Download Home hygiene, pets and other domestic animals

Home hygiene, pets and other domestic animals
This leaflet has been put together to provide background information and advice on
what to do about the risk of spread of infection from pets and other domestic animals
in the home. This briefing material has been produced for healthcare professionals,
the media and others who are looking for background understanding about infection
risks associated with domestic animals and/or are responsible for providing guidance
to the public on this issue.
What are the risks?
Pets (including reptiles, birds, etc.) and other animals in the home can pose a risk of
infection. Pets can carry pathogens such as Salmonella in their faeces, on their fur,
paws and in their mouths.
Disease-causing organisms carried by domestic animals include bacterial, viral,
parasitic and fungal species, such as those listed in the table below. Domestic
animals such as cats and dogs can also harbour moulds and yeasts on their coats.

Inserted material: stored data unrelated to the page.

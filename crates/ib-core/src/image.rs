use std::collections::BTreeSet;
use std::fmt;
use std::hash::{Hash, Hasher};

use crate::constants::is_animated_ext;
use crate::normalize::normalize;

/// A single image link, optionally paired with a platform-native media id.
///
/// Equality and hashing look at `url` only.
#[derive(Clone, Debug)]
pub struct Image {
    pub url: String,
    pub external_ref: Option<String>,
    pub animated: bool,
}

impl Image {
    /// Build an image; `animated` comes from the url's file extension.
    pub fn new(url: impl Into<String>, external_ref: Option<String>) -> Self {
        let url = url.into();
        let animated = url_extension(&url).is_some_and(is_animated_ext);
        Self {
            url,
            external_ref,
            animated,
        }
    }
}

impl PartialEq for Image {
    fn eq(&self, other: &Self) -> bool {
        self.url == other.url
    }
}

impl Eq for Image {}

impl Hash for Image {
    fn hash<H: Hasher>(&self, state: &mut H) {
        self.url.hash(state);
    }
}

/// Extension of the last path segment, ignoring query string and fragment.
fn url_extension(url: &str) -> Option<&str> {
    let path = url.split(['?', '#']).next().unwrap_or(url);
    let last = path.rsplit('/').next().unwrap_or(path);
    let (_, ext) = last.rsplit_once('.')?;
    if ext.is_empty() { None } else { Some(ext) }
}

#[derive(Debug, Clone, PartialEq, Eq)]
pub enum CatalogError {
    EmptyId,
    NoImages(String),
}

impl fmt::Display for CatalogError {
    fn fmt(&self, f: &mut fmt::Formatter<'_>) -> fmt::Result {
        match self {
            CatalogError::EmptyId => write!(f, "image set id normalizes to an empty keyword"),
            CatalogError::NoImages(id) => write!(f, "image set '{id}' has no images"),
        }
    }
}

impl std::error::Error for CatalogError {}

/// A named group of interchangeable images reachable through its keywords.
///
/// `keywords` always contains the normalized id. Sets are immutable once built.
#[derive(Clone, Debug)]
pub struct ImageSet {
    pub id: String,
    pub keywords: BTreeSet<String>,
    pub images: Vec<Image>,
    pub hidden_keywords: BTreeSet<String>,
    pub hide: bool,
}

impl ImageSet {
    pub fn new<A, H, I>(
        id: &str,
        aliases: A,
        hidden_keywords: H,
        hide: bool,
        images: I,
    ) -> Result<Self, CatalogError>
    where
        A: IntoIterator,
        A::Item: AsRef<str>,
        H: IntoIterator,
        H::Item: AsRef<str>,
        I: IntoIterator<Item = Image>,
    {
        let own = normalize(id);
        if own.is_empty() {
            return Err(CatalogError::EmptyId);
        }

        let mut keywords = BTreeSet::from([own]);
        keywords.extend(
            aliases
                .into_iter()
                .map(|a| normalize(a.as_ref()))
                .filter(|a| !a.is_empty()),
        );
        let hidden_keywords = hidden_keywords
            .into_iter()
            .map(|h| normalize(h.as_ref()))
            .filter(|h| !h.is_empty())
            .collect();

        let mut deduped: Vec<Image> = Vec::new();
        for image in images {
            if !deduped.contains(&image) {
                deduped.push(image);
            }
        }
        if deduped.is_empty() {
            return Err(CatalogError::NoImages(id.to_string()));
        }

        Ok(Self {
            id: id.to_string(),
            keywords,
            images: deduped,
            hidden_keywords,
            hide,
        })
    }
}
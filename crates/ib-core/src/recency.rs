use std::collections::{HashSet, VecDeque};

/// Fixed-capacity, insertion-ordered set of ids.
///
/// Used as a dedup window over feeds that replay recent items after a
/// restart. Re-adding a present id does not refresh its position: the oldest
/// *inserted* id is always the first to go.
#[derive(Debug, Clone)]
pub struct BoundedRecencySet {
    capacity: usize,
    order: VecDeque<String>,
    members: HashSet<String>,
}

impl BoundedRecencySet {
    /// A zero capacity is bumped to one.
    pub fn new(capacity: usize) -> Self {
        let capacity = capacity.max(1);
        Self {
            capacity,
            order: VecDeque::with_capacity(capacity),
            members: HashSet::with_capacity(capacity),
        }
    }

    pub fn contains(&self, id: &str) -> bool {
        self.members.contains(id)
    }

    /// Insert `id`, evicting the oldest member when full.
    /// Returns false if `id` was already present.
    pub fn add(&mut self, id: &str) -> bool {
        if self.members.contains(id) {
            return false;
        }
        if self.order.len() == self.capacity
            && let Some(oldest) = self.order.pop_front()
        {
            self.members.remove(&oldest);
        }
        self.order.push_back(id.to_string());
        self.members.insert(id.to_string());
        true
    }

    pub fn len(&self) -> usize {
        self.order.len()
    }

    pub fn is_empty(&self) -> bool {
        self.order.is_empty()
    }

    pub fn capacity(&self) -> usize {
        self.capacity
    }
}
impl Platform for RedditClient {
    fn username(&self) -> &str {
        &self.username
    }

    async fn moderators(&mut self) -> Result<Vec<String>, PlatformError> {
        let path = format!("/r/{}/about/moderators", self.moderated);
        let list: ModeratorList = self.get_json("moderators", &path, &[]).await?;
        Ok(list.data.children.into_iter().map(|m| m.name).collect())
    }

    async fn poll_comments(&mut self) -> Result<FeedEvent<Comment>, PlatformError> {
        loop {
            if let Some(comment) = self.comments.next_pending() {
                return Ok(FeedEvent::Item(comment));
            }
            if self.comments.idle {
                tokio::time::sleep(self.poll_delay).await;
            }
            let path = format!("{}/comments", self.multireddit_path);
            let listing: Listing<RawComment> = self
                .get_json(
                    "comments",
                    &path,
                    &[("limit", PAGE_LIMIT), ("raw_json", "1")],
                )
                .await?;
            let page = listing.into_data().map(Comment::from).collect();
            if self.comments.absorb(page) {
                return Ok(FeedEvent::CaughtUp);
            }
        }
    }

    async fn poll_inbox(&mut self) -> Result<FeedEvent<InboxItem>, PlatformError> {
        loop {
            if let Some(item) = self.inbox.next_pending() {
                return Ok(FeedEvent::Item(item));
            }
            if self.inbox.idle {
                tokio::time::sleep(self.poll_delay).await;
            }
            let listing: Listing<RawMessage> = self
                .get_json(
                    "inbox",
                    "/message/unread",
                    &[("limit", PAGE_LIMIT), ("raw_json", "1")],
                )
                .await?;
            let page = listing.data.children.into_iter().map(inbox_item).collect();
            if self.inbox.absorb(page) {
                return Ok(FeedEvent::CaughtUp);
            }
        }
    }

    async fn reconnect(&mut self) -> Result<(), PlatformError> {
        self.token = None;
        self.authenticate().await?;
        self.comments.reset();
        self.inbox.reset();
        Ok(())
    }

    async fn reply(&mut self, target: ReplyTarget<'_>, body: &str) -> Result<String, PlatformError> {
        let thing_id = match target {
            ReplyTarget::Comment(id) => format!("t1_{id}"),
            ReplyTarget::Message(fullname) => fullname.to_string(),
        };
        let value = self
            .post_api(
                "reply",
                "/api/comment",
                &[("api_type", "json"), ("thing_id", thing_id.as_str()), ("text", body)],
            )
            .await?;
        required_str("reply", &value, "/json/data/things/0/data/id")
    }

    async fn delete(&mut self, reply_id: &str) -> Result<(), PlatformError> {
        let fullname = format!("t1_{reply_id}");
        self.post_api("delete", "/api/del", &[("id", fullname.as_str())])
            .await?;
        Ok(())
    }

    async fn edit_richtext(&mut self, reply_id: &str, document: &Value) -> Result<(), PlatformError> {
        let fullname = format!("t1_{reply_id}");
        let payload = document.to_string();
        self.post_api(
            "richtext edit",
            "/api/editusertext",
            &[
                ("api_type", "json"),
                ("thing_id", fullname.as_str()),
                ("richtext_json", payload.as_str()),
            ],
        )
        .await?;
        Ok(())
    }

    async fn mark_read(&mut self, message_id: &str) -> Result<(), PlatformError> {
        self.post_api("mark read", "/api/read_message", &[("id", message_id)])
            .await?;
        Ok(())
    }

    async fn send_private_message(
        &mut self,
        recipient: &str,
        subject: &str,
        body: &str,
    ) -> Result<(), PlatformError> {
        self.post_api(
            "compose",
            "/api/compose",
            &[
                ("api_type", "json"),
                ("to", recipient),
                ("subject", subject),
                ("text", body),
            ],
        )
        .await?;
        Ok(())
    }

    async fn fetch_comment(&mut self, id: &str) -> Result<Option<Comment>, PlatformError> {
        let fullname = format!("t1_{id}");
        let listing: Listing<RawComment> = self
            .get_json("info", "/api/info", &[("id", fullname.as_str()), ("raw_json", "1")])
            .await?;
        Ok(listing.into_data().next().map(Comment::from))
    }

    async fn publish_export(
        &mut self,
        destination: ExportDestination,
        title: &str,
        body: &str,
    ) -> Result<String, PlatformError> {
        let (subreddit, to_profile, scan) = match destination {
            ExportDestination::Profile => (format!("u_{}", self.username), true, 2),
            ExportDestination::Moderated => (self.moderated.clone(), false, 1),
        };
        let scan_limit = scan.to_string();
        let listing: Listing<RawPost> = self
            .get_json(
                "hot",
                &format!("/r/{subreddit}/hot"),
                &[("limit", scan_limit.as_str()), ("raw_json", "1")],
            )
            .await?;
        let previous = listing
            .into_data()
            .take(scan)
            .find(|post| post.stickied && post.title == title);

        let mut text = body.to_string();
        if let Some(post) = previous {
            if !post.archived {
                self.edit_text(&post.name, body).await?;
                info!(permalink = %post.permalink, "export updated");
                return Ok(post.permalink);
            }
            self.set_sticky(&post.name, false, to_profile).await?;
            text.push_str(&format!("\n\n[{PREVIOUS_POST_LABEL}]({})", post.permalink));
            info!(permalink = %post.permalink, "previous export archived");
        }

        let submitted = self.submit(&subreddit, title, &text).await?;
        self.set_sticky(&submitted.name, true, to_profile).await?;
        self.lock(&submitted.name).await?;
        info!(url = %submitted.url, "export posted");
        Ok(submitted.url)
    }
}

Puppies and kittens with diarrhoea can pass on infections such as Campylobacter.
Exotic pets such as reptiles have also been known to pass on Salmonella infections.
Organism
Campylobacter
Cryptosporidium
Listeria
Pasteurella
Salmonella
Toxocaria
Toxoplasma
Cat



Dog






Rabbit
Mouse
Rat
Hamster
Reptiles









Food poisoning microbes such as Campylobacter, Salmonella and Cryptosporidium
can be present in farm animals. Farm animals naturally carry a range of microbes
and some, such as E. coli O157, can cause serious disease and can even be fatal.
Potential hazards include animal faeces and secretions that can contaminate animal
feedstuffs, raw milk and water.
Infections can be passed from animals to humans in several ways. Some infections
are carried on the fur of animals. Infections can be transferred by touching and
stroking animals and not washing hands. Other pathogens are excreted in the faeces
of animals and can remain in the environment, especially in moist areas. Survival and
transfer via surfaces occurs in the same way as it does for human pathogens. For
example, Cryptosporidium can remain viable in the environment for up to 12 months.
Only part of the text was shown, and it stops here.